Which got me to thinking…do I thank Jesus for the mercies shown me? Is this something I am in a habit of doing on a daily basis? Not just a “Thank you” and now I’ll be on my way, type of thank you.  No, the kind of thanks I am talking about is a face down, worshipping, in-awe reverent type of thank you.  A thank you that recognizes that the mercy He has shown me is life-altering. Honestly, the kind of thank you I want to send up to my Savior is a life lived in reflection of the awesome mercy shown me.

But it’s hard. Sinful nature gets in the way.  Sinful nature tells us it’s all about us.  That we have a right to hold on to our pride.  That people who have hurt us are undeserving of mercy.  Which is true…most people don’t deserve mercy.  We certainly didn’t…but Christ went to the cross just as much for you as He did for me, in His ultimate act of mercy.  You didn’t deserve it, and I certainly didn’t either.  By definition, if we were deserving of this gift, it wouldn’t be mercy.  Yet Christ freely gave it.

So today I challenge all of us to extend mercy…not because the recipient is particularly deserving, but because they aren’t.  It’s the example Jesus set, and one he calls us to follow.  More of you, Jesus, and less of me.
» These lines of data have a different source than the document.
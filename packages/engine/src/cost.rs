use serde_json::Value;

/// Credits per token for known models; anything unrecognized costs zero
/// (the spend is still token-tracked, just not billed).
const MODEL_RATES: &[(&str, f64)] = &[
    ("gpt-4o", 0.00001),
    ("gpt-4o-mini", 0.0000006),
    ("claude-3-5-sonnet", 0.000009),
    ("claude-3-5-haiku", 0.000003),
];

pub fn model_rate(model: &str) -> f64 {
    MODEL_RATES
        .iter()
        .find(|(name, _)| model.starts_with(name))
        .map(|(_, rate)| *rate)
        .unwrap_or(0.0)
}

/// Tokens consumed by a step: read from upstream response metadata when
/// present, otherwise estimated from the serialized output size (~4 bytes
/// per token).
pub fn tokens_for_output(output: &Value) -> u64 {
    if let Some(tokens) = metadata_tokens(output) {
        return tokens;
    }
    estimate_tokens(output)
}

fn metadata_tokens(output: &Value) -> Option<u64> {
    let obj = output.as_object()?;

    for key in ["tokensUsed", "tokens_used"] {
        if let Some(tokens) = obj.get(key).and_then(Value::as_u64) {
            return Some(tokens);
        }
    }

    for container in ["metadata", "usage"] {
        if let Some(inner) = obj.get(container).and_then(Value::as_object) {
            for key in ["tokensUsed", "tokens_used", "totalTokens", "total_tokens"] {
                if let Some(tokens) = inner.get(key).and_then(Value::as_u64) {
                    return Some(tokens);
                }
            }
        }
    }

    None
}

pub fn estimate_tokens(output: &Value) -> u64 {
    let size = match output {
        Value::String(s) => s.len(),
        other => other.to_string().len(),
    };
    (size as u64).div_ceil(4)
}

pub fn credits_for(tokens: u64, model: Option<&str>) -> f64 {
    match model {
        Some(model) => tokens as f64 * model_rate(model),
        None => 0.0,
    }
}

#[cfg(test)]
mod tests {
    use super::*;
    use serde_json::json;

    #[test]
    fn metadata_tokens_take_precedence() {
        let output = json!({"data": "x".repeat(400), "usage": {"total_tokens": 7}});
        assert_eq!(tokens_for_output(&output), 7);
    }

    #[test]
    fn estimates_from_size_when_unmetered() {
        let output = json!("abcdefgh");
        assert_eq!(tokens_for_output(&output), 2);
    }

    #[test]
    fn unknown_model_costs_nothing() {
        assert_eq!(credits_for(1000, Some("mystery-model")), 0.0);
        assert_eq!(credits_for(1000, None), 0.0);
        assert!(credits_for(1000, Some("gpt-4o")) > 0.0);
    }
}
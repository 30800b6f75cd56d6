use axum::{
    http::{header, StatusCode},
    response::{IntoResponse, Response},
    Json,
};
use chrono::Utc;
use serde_json::json;

use toolgrid_types::ErrorCode;

use crate::budget::BudgetError;
use crate::gateway::GatewayError;
use crate::pool::error::PoolError;
use crate::registry::semantic::SearchError;
use crate::storage::StorageError;
use crate::webhook::WebhookError;
use crate::workflow::WorkflowError;

/// Error half of the response envelope. Everything the kernel can throw
/// funnels into this one shape so the status mapping and `Retry-After`
/// handling live in exactly one place.
#[derive(Debug)]
pub struct HttpError {
    pub code: ErrorCode,
    pub message: String,
    pub retry_after_ms: Option<u64>,
    pub request_id: Option<String>,
}

pub type HttpResult<T> = Result<T, HttpError>;

impl HttpError {
    pub fn new(code: ErrorCode, message: impl Into<String>) -> Self {
        Self {
            code,
            message: message.into(),
            retry_after_ms: None,
            request_id: None,
        }
    }

    pub fn not_found(message: impl Into<String>) -> Self {
        Self::new(ErrorCode::NotFound, message)
    }

    pub fn validation(message: impl Into<String>) -> Self {
        Self::new(ErrorCode::Validation, message)
    }

    pub fn with_retry_after(mut self, retry_after_ms: Option<u64>) -> Self {
        self.retry_after_ms = retry_after_ms;
        self
    }

    pub fn with_request_id(mut self, request_id: impl Into<String>) -> Self {
        self.request_id = Some(request_id.into());
        self
    }
}

impl IntoResponse for HttpError {
    fn into_response(self) -> Response {
        let status = StatusCode::from_u16(self.code.http_status())
            .unwrap_or(StatusCode::INTERNAL_SERVER_ERROR);

        // production mode hides internal detail from callers
        let message = if self.code == ErrorCode::Internal && !cfg!(debug_assertions) {
            tracing::error!(error = %self.message, "internal error");
            "Internal error".to_string()
        } else {
            self.message
        };

        let body = Json(json!({
            "success": false,
            "error": message,
            "code": self.code.as_str(),
            "timestamp": Utc::now(),
            "requestId": self.request_id,
        }));

        let mut response = (status, body).into_response();
        if let Some(retry_after_ms) = self.retry_after_ms {
            let secs = retry_after_ms.div_ceil(1000).max(1);
            if let Ok(value) = header::HeaderValue::from_str(&secs.to_string()) {
                response.headers_mut().insert(header::RETRY_AFTER, value);
            }
        }
        response
    }
}

impl From<StorageError> for HttpError {
    fn from(err: StorageError) -> Self {
        let code = match &err {
            StorageError::NotFound(_) => ErrorCode::NotFound,
            StorageError::Conflict(_) => ErrorCode::Conflict,
            StorageError::Retention(_) => ErrorCode::Validation,
            _ => ErrorCode::Internal,
        };
        Self::new(code, err.to_string())
    }
}

impl From<GatewayError> for HttpError {
    fn from(err: GatewayError) -> Self {
        Self::new(err.code(), err.to_string())
    }
}

impl From<PoolError> for HttpError {
    fn from(err: PoolError) -> Self {
        HttpError::from(GatewayError::Pool(err))
    }
}

impl From<WorkflowError> for HttpError {
    fn from(err: WorkflowError) -> Self {
        let code = match &err {
            WorkflowError::NotFound(_) => ErrorCode::NotFound,
            WorkflowError::Disabled(_) => ErrorCode::Validation,
            WorkflowError::BudgetDenied { .. } => ErrorCode::BudgetExceeded,
            WorkflowError::Storage(storage) => return HttpError::from_storage_ref(storage, &err),
            WorkflowError::Budget(_) => ErrorCode::Internal,
        };
        Self::new(code, err.to_string())
    }
}

impl HttpError {
    fn from_storage_ref(storage: &StorageError, outer: &dyn std::fmt::Display) -> Self {
        let code = match storage {
            StorageError::NotFound(_) => ErrorCode::NotFound,
            StorageError::Conflict(_) => ErrorCode::Conflict,
            _ => ErrorCode::Internal,
        };
        Self::new(code, outer.to_string())
    }
}

impl From<WebhookError> for HttpError {
    fn from(err: WebhookError) -> Self {
        match err {
            WebhookError::NotFound(id) => Self::not_found(format!("Subscription not found: {id}")),
            WebhookError::Storage(storage) => storage.into(),
        }
    }
}

impl From<BudgetError> for HttpError {
    fn from(err: BudgetError) -> Self {
        match err {
            BudgetError::Storage(storage) => storage.into(),
        }
    }
}

impl From<SearchError> for HttpError {
    fn from(err: SearchError) -> Self {
        let code = match &err {
            SearchError::Disabled => ErrorCode::Validation,
            SearchError::Embed(_) => ErrorCode::UpstreamFailure,
            SearchError::Storage(_) => ErrorCode::Internal,
        };
        Self::new(code, err.to_string())
    }
}

impl From<anyhow::Error> for HttpError {
    fn from(err: anyhow::Error) -> Self {
        Self::new(ErrorCode::Internal, err.to_string())
    }
}

#[cfg(test)]
mod tests {
    use super::*;

    #[test]
    fn retry_after_header_rounds_up_to_seconds() {
        let response = HttpError::new(ErrorCode::RateLimited, "slow down")
            .with_retry_after(Some(1500))
            .into_response();
        assert_eq!(response.status(), StatusCode::TOO_MANY_REQUESTS);
        assert_eq!(response.headers().get(header::RETRY_AFTER).unwrap(), "2");
    }

    #[test]
    fn status_codes_follow_error_codes() {
        let response = HttpError::not_found("nope").into_response();
        assert_eq!(response.status(), StatusCode::NOT_FOUND);

        let response = HttpError::new(ErrorCode::CircuitOpen, "open").into_response();
        assert_eq!(response.status(), StatusCode::SERVICE_UNAVAILABLE);
    }
}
Dear Lord, we thank you for your undeserved, daily mercies in our lives. Thank you, Lord, for your Son Jesus and the example he gave us to follow.  Help us, Lord, to put off our old-selves, and be increasingly transformed in the likeness of Your Son. Help us to extend mercy to others, and give us the strength to do so, even when it’s hard.  We love you, and pray these things in Jesus’ name, Amen.